▶ Description of the task
Every line of the following records that includes "source" should be copied.

▶ Data excerpts
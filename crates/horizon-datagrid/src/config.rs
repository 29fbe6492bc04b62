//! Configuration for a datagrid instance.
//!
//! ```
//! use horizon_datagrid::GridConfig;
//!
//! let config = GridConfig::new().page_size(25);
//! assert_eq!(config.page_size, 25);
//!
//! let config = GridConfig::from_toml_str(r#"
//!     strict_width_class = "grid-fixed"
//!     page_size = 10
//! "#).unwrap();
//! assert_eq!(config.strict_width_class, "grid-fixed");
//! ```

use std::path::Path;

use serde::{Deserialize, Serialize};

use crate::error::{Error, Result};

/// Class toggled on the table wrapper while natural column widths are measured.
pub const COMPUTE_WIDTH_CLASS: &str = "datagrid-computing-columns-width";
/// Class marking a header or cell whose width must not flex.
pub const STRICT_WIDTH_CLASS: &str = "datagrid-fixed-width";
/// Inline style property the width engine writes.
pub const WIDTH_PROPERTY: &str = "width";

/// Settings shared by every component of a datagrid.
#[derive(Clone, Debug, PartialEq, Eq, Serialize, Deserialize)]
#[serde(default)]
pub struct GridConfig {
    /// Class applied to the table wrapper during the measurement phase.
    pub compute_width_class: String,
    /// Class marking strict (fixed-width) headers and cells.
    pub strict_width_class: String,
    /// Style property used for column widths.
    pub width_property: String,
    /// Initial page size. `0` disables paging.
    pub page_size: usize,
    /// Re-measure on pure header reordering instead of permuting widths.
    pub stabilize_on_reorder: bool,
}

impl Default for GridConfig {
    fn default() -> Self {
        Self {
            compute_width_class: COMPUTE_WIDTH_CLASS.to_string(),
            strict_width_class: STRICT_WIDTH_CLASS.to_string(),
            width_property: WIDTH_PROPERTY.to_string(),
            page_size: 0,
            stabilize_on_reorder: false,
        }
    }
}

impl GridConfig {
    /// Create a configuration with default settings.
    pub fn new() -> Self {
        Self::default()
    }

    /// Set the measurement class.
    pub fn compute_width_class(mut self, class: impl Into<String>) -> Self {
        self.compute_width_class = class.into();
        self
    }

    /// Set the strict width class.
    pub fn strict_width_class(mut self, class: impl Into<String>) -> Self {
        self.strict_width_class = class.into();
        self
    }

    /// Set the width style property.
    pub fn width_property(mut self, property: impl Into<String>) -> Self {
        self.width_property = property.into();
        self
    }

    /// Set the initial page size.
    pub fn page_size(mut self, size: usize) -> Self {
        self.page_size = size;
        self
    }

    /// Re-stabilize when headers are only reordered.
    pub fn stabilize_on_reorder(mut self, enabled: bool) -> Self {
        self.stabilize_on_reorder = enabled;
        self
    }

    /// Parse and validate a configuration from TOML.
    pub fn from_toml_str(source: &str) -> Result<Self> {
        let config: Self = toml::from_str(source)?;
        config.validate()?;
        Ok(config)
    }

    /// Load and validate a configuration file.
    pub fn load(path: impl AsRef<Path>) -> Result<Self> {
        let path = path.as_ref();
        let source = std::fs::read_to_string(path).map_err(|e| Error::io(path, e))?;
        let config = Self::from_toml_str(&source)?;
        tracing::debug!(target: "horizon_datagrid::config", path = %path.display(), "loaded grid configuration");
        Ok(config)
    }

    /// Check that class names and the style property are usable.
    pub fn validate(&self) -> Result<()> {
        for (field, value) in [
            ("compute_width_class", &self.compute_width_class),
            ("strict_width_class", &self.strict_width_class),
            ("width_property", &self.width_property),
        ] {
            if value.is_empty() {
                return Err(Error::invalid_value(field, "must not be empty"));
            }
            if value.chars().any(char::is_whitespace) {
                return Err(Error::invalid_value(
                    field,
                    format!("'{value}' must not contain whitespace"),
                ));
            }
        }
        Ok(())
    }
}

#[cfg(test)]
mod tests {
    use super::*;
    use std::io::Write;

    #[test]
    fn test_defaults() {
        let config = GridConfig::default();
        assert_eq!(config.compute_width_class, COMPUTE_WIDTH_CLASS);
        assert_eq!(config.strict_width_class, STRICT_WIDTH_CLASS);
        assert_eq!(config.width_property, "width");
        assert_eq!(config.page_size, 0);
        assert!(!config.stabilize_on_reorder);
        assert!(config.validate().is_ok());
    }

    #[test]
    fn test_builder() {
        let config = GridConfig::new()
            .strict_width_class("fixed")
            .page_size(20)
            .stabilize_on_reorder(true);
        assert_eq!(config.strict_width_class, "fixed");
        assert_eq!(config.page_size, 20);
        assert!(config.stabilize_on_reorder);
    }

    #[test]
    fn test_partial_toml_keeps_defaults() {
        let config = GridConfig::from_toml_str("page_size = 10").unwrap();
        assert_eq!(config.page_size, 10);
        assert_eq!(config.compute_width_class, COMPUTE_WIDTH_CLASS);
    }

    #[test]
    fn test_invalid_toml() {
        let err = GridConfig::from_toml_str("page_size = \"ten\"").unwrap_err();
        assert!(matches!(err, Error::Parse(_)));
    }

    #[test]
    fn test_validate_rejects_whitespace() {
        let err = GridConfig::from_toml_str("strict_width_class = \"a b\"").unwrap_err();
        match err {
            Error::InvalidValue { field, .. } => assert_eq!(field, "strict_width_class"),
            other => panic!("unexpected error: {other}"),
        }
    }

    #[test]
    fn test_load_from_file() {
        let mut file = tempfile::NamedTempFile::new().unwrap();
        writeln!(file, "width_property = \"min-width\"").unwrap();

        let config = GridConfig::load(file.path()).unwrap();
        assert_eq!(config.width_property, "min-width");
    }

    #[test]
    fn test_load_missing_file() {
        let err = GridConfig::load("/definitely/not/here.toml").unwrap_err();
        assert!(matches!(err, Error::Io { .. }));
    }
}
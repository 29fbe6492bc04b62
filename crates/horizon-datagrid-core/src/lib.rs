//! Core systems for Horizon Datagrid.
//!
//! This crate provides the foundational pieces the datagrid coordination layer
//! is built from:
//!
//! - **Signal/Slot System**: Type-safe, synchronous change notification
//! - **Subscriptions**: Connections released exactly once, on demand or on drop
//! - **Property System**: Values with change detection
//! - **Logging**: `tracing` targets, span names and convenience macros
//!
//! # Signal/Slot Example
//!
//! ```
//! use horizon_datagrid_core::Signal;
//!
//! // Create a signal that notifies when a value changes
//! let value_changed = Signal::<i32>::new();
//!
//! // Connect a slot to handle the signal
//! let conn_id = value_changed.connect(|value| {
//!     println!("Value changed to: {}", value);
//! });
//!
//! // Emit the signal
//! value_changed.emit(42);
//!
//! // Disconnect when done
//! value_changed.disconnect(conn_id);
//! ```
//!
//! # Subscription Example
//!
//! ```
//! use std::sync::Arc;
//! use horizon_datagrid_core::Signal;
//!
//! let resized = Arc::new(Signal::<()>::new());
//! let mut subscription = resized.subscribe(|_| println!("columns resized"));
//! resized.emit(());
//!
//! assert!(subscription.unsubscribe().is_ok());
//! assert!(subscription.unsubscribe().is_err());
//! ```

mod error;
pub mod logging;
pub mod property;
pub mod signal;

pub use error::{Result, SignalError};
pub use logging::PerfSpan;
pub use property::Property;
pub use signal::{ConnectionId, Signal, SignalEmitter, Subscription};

▶ Answer space
    pub fn from_toml_str(source: &str) -> Result<Self> {
        let config: Self = toml::from_str(source)?;
        let source = std::fs::read_to_string(path).map_err(|e| Error::io(path, e))?;
        let config = Self::from_toml_str(&source)?;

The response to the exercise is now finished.